Ability to speak, read, and understand English. However, the parent(s) or legal guardians of minors may either speak English or Spanish as the consenting process can be conducted bilingually.
A lifetime or a current diagnosis of a mood disorder based upon a semi-structured diagnostic interview.
Adults age 18 and older must be able to provide written informed consent; for youth younger than age 18, a parent or legal guardian must provide written informed consent, and the child or teen must provide written informed assent.
Eligibility for Healthy Controls
For comparison purposes, potential health control participants who do NOT have a psychiatric diagnosis will be enrolled as part of the healthy control arm of this study.
Male and female adult or youth aged 10 and older of any race or ethnicity.
Ability to speak, read, and understand English.

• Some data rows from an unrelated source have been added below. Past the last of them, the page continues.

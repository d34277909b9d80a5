//! Reporting service - periods, statistics and merged report rows

use std::sync::Arc;

use chrono::NaiveDate;
use serde::{Deserialize, Serialize};
use tracing::debug;
use zeitlog_domain::constants::DEFAULT_TARGET_HOURS;
use zeitlog_domain::utils::time::round2;
use zeitlog_domain::{resolve_range, MergedBlock, Period, PeriodStats, Result};

use super::{aggregate, merge};
use crate::entries::ports::EntryRepository;

/// How a period's average day compares against the configured workday.
#[derive(Debug, Clone, Copy, PartialEq, Serialize, Deserialize)]
pub struct TargetComparison {
    pub target_hours: f64,
    pub avg_hours_per_day: f64,
    /// Average as a percentage of the target.
    pub percent_of_target: f64,
}

pub struct ReportingService {
    entries: Arc<dyn EntryRepository>,
    target_hours: f64,
}

impl ReportingService {
    pub fn new(entries: Arc<dyn EntryRepository>) -> Self {
        Self { entries, target_hours: DEFAULT_TARGET_HOURS }
    }

    /// Override the workday used for target comparisons.
    pub fn with_target_hours(mut self, hours: f64) -> Self {
        self.target_hours = hours;
        self
    }

    /// Aggregate statistics for a resolved period.
    pub async fn stats(
        &self,
        period: Period,
        today: NaiveDate,
        custom_from: Option<&str>,
        custom_to: Option<&str>,
        project_filter: Option<&str>,
    ) -> Result<PeriodStats> {
        let range = resolve_range(period, today, custom_from, custom_to);
        let entries = self.entries.find_in_range(&range).await?;
        debug!(start = %range.start, end = %range.end, entries = entries.len(), "aggregating period");
        Ok(aggregate::aggregate(&entries, range, project_filter))
    }

    /// Merged report rows for a resolved period.
    pub async fn merged_blocks(
        &self,
        period: Period,
        today: NaiveDate,
        custom_from: Option<&str>,
        custom_to: Option<&str>,
    ) -> Result<Vec<MergedBlock>> {
        let range = resolve_range(period, today, custom_from, custom_to);
        let entries = self.entries.find_in_range(&range).await?;
        merge::merge_consecutive(&entries)
    }

    /// Compare a period's average day against the configured target.
    pub fn target_comparison(&self, stats: &PeriodStats) -> TargetComparison {
        let percent = if self.target_hours == 0.0 {
            0.0
        } else {
            round2(stats.avg_hours_per_day / self.target_hours * 100.0)
        };
        TargetComparison {
            target_hours: self.target_hours,
            avg_hours_per_day: stats.avg_hours_per_day,
            percent_of_target: percent,
        }
    }
}

#[cfg(test)]
mod tests {
    use std::sync::Arc;

    use zeitlog_domain::NewEntry;

    use super::*;
    use crate::entries::EntryService;
    use crate::testing::MemoryEntryRepository;

    fn date(y: i32, m: u32, d: u32) -> NaiveDate {
        NaiveDate::from_ymd_opt(y, m, d).unwrap()
    }

    async fn seeded() -> ReportingService {
        let repo = Arc::new(MemoryEntryRepository::default());
        let entries = EntryService::new(repo.clone());
        for (date, start, end, project) in [
            ("2024-03-04", "09:00", "13:00", "Alpha"),
            ("2024-03-04", "13:00", "13:30", "Pause"),
            ("2024-03-04", "13:30", "17:00", "Alpha"),
            ("2024-03-05", "09:00", "17:00", "Beta"),
            ("2024-02-29", "09:00", "17:00", "Alpha"),
        ] {
            entries
                .create(
                    NewEntry {
                        date: date.to_string(),
                        start: start.to_string(),
                        end: end.to_string(),
                        project: project.to_string(),
                        activity: String::new(),
                        remote: false,
                    },
                    false,
                )
                .await
                .unwrap();
        }
        ReportingService::new(repo)
    }

    #[tokio::test]
    async fn week_stats_cover_monday_through_today() {
        let service = seeded().await;
        // 2024-03-05 is a Tuesday; the week starts on the 4th.
        let stats = service
            .stats(Period::Week, date(2024, 3, 5), None, None, None)
            .await
            .unwrap();
        assert_eq!(stats.total_hours, 15.5);
        assert_eq!(stats.active_days, 2);
        assert_eq!(stats.avg_hours_per_day, 7.75);
    }

    #[tokio::test]
    async fn all_period_reaches_every_entry() {
        let service = seeded().await;
        let stats =
            service.stats(Period::All, date(2024, 3, 5), None, None, None).await.unwrap();
        assert_eq!(stats.entry_count, 4);
        assert_eq!(stats.total_hours, 23.5);
    }

    #[tokio::test]
    async fn merged_blocks_split_at_the_break() {
        let service = seeded().await;
        let blocks = service
            .merged_blocks(Period::Today, date(2024, 3, 4), None, None)
            .await
            .unwrap();
        assert_eq!(blocks.len(), 3);
        assert_eq!(blocks[0].hours, 4.0);
        assert!(blocks[1].is_pause);
    }

    #[tokio::test]
    async fn target_comparison_uses_configured_workday() {
        let service = seeded().await.with_target_hours(7.8);
        let stats = service
            .stats(Period::Week, date(2024, 3, 5), None, None, None)
            .await
            .unwrap();
        let target = service.target_comparison(&stats);
        assert_eq!(target.target_hours, 7.8);
        assert_eq!(target.percent_of_target, round2(7.75 / 7.8 * 100.0));
    }
}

However, the parent(s) or legal guardians of minors may either speak English or Spanish as the consenting process can be conducted bilingually.
Adults age 18 and older must be able to provide written informed consent; for youth younger than age 18, a parent or legal guardian must provide written informed consent, and the child or teen must provide written informed assent.

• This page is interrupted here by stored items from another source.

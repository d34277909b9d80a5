//! Configuration loader
//!
//! Loads application configuration from a file and overlays environment
//! variables on top.
//!
//! ## Loading Strategy
//! 1. Start from the built-in defaults
//! 2. If a config file is found (probed paths or `ZEITLOG_CONFIG`), use it
//! 3. Overlay any `ZEITLOG_*` environment variables
//!
//! ## Environment Variables
//! - `ZEITLOG_CONFIG`: Explicit config file path
//! - `ZEITLOG_DB_PATH`: Database file path
//! - `ZEITLOG_DB_POOL_SIZE`: Connection pool size
//! - `ZEITLOG_HTTP_ADDR`: HTTP listen address
//! - `ZEITLOG_ALARM_CRON`: Sweep cron expression
//! - `ZEITLOG_ALARM_ENABLED`: Whether the sweep runs (true/false)
//! - `ZEITLOG_PUSH_ENDPOINT`: Push delivery service URL
//! - `ZEITLOG_TARGET_HOURS`: Regular workday hours
//! - `ZEITLOG_VACATION_HOURS`: Hours credited for a vacation day
//!
//! ## File Locations
//! The loader probes `./config.json`, `./config.toml`, `./zeitlog.json`
//! and `./zeitlog.toml` in the working directory, then the same names next
//! to the executable.

use std::path::{Path, PathBuf};

use zeitlog_domain::{Config, Result, ZeitlogError};

/// Load configuration from file (when present) plus environment overrides.
pub fn load_config() -> Result<Config> {
    let mut config = match explicit_path().or_else(probe_config_paths) {
        Some(path) => load_from_file(path)?,
        None => {
            tracing::debug!("no config file found, using defaults");
            Config::default()
        }
    };
    apply_env_overrides(&mut config)?;
    Ok(config)
}

/// Load configuration from a specific file. Format is detected by
/// extension (`.json` or `.toml`).
pub fn load_from_file<P: AsRef<Path>>(path: P) -> Result<Config> {
    let path = path.as_ref();
    if !path.exists() {
        return Err(ZeitlogError::Config(format!("config file not found: {}", path.display())));
    }

    tracing::info!(path = %path.display(), "loading configuration from file");

    let contents = std::fs::read_to_string(path)
        .map_err(|e| ZeitlogError::Config(format!("failed to read config file: {e}")))?;
    parse_config(&contents, path)
}

fn parse_config(contents: &str, path: &Path) -> Result<Config> {
    let extension = path.extension().and_then(|e| e.to_str()).unwrap_or("json");

    match extension {
        "toml" => toml::from_str(contents)
            .map_err(|e| ZeitlogError::Config(format!("invalid TOML format: {e}"))),
        "json" => serde_json::from_str(contents)
            .map_err(|e| ZeitlogError::Config(format!("invalid JSON format: {e}"))),
        _ => Err(ZeitlogError::Config(format!("unsupported config format: {extension}"))),
    }
}

/// Probe the standard locations for a configuration file.
pub fn probe_config_paths() -> Option<PathBuf> {
    let names = ["config.json", "config.toml", "zeitlog.json", "zeitlog.toml"];
    let mut candidates = Vec::new();

    if let Ok(cwd) = std::env::current_dir() {
        candidates.extend(names.iter().map(|name| cwd.join(name)));
    }
    if let Ok(exe_path) = std::env::current_exe() {
        if let Some(exe_dir) = exe_path.parent() {
            candidates.extend(names.iter().map(|name| exe_dir.join(name)));
        }
    }

    candidates.into_iter().find(|path| path.exists())
}

fn explicit_path() -> Option<PathBuf> {
    std::env::var("ZEITLOG_CONFIG").ok().map(PathBuf::from)
}

fn apply_env_overrides(config: &mut Config) -> Result<()> {
    if let Ok(path) = std::env::var("ZEITLOG_DB_PATH") {
        config.database.path = path;
    }
    if let Ok(size) = std::env::var("ZEITLOG_DB_POOL_SIZE") {
        config.database.pool_size = size
            .parse()
            .map_err(|e| ZeitlogError::Config(format!("invalid pool size: {e}")))?;
    }
    if let Ok(addr) = std::env::var("ZEITLOG_HTTP_ADDR") {
        config.server.listen_addr = addr;
    }
    if let Ok(cron) = std::env::var("ZEITLOG_ALARM_CRON") {
        config.alarm.cron_expression = cron;
    }
    if let Ok(enabled) = std::env::var("ZEITLOG_ALARM_ENABLED") {
        config.alarm.enabled = matches!(enabled.to_ascii_lowercase().as_str(), "true" | "1");
    }
    if let Ok(endpoint) = std::env::var("ZEITLOG_PUSH_ENDPOINT") {
        config.alarm.push_endpoint = Some(endpoint);
    }
    if let Ok(hours) = std::env::var("ZEITLOG_TARGET_HOURS") {
        config.workday.target_hours = hours
            .parse()
            .map_err(|e| ZeitlogError::Config(format!("invalid target hours: {e}")))?;
    }
    if let Ok(hours) = std::env::var("ZEITLOG_VACATION_HOURS") {
        config.workday.vacation_hours = hours
            .parse()
            .map_err(|e| ZeitlogError::Config(format!("invalid vacation hours: {e}")))?;
    }
    Ok(())
}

Criteria for Exclusion of Participants
A potential participant will NOT be eligible for participation in this study if any of the following criteria are met:
History of schizophrenia, schizoaffective disorders or chronic psychotic disorders based upon a semi-structured diagnostic interview.
Diagnosis of human immunodeficiency virus (HIV) or hepatitis B or C (human immunodeficiency virus (HIV) testing is not required for this study).
Unable to provide a stable home address and contact information.
Has any condition for which, in the opinion of the investigator or designee, study participation would not be in their best interest (including but not limited to cognitive impairment, unstable general medical condition, intoxication, active psychosis) or that could prevent, limit, or confound the protocol-specified assessments.
Requires immediate hospitalization for psychiatric disorder or suicidal risk as assessed by a licensed study clinician.
Eligibility for Healthy Controls
A potential Healthy Control participant will NOT be eligible for participation in this study if any of the following criteria are met:
A lifetime or a current history of a mood disorder based upon a semi-structured diagnostic interview.

Interventions

OTHERObservational Study

The Dallas 2K is a 10-year natural history, longitudinal, prospective study of a cohort of 2,500 participants. There is no medication or non-medication treatment or intervention provided by this study.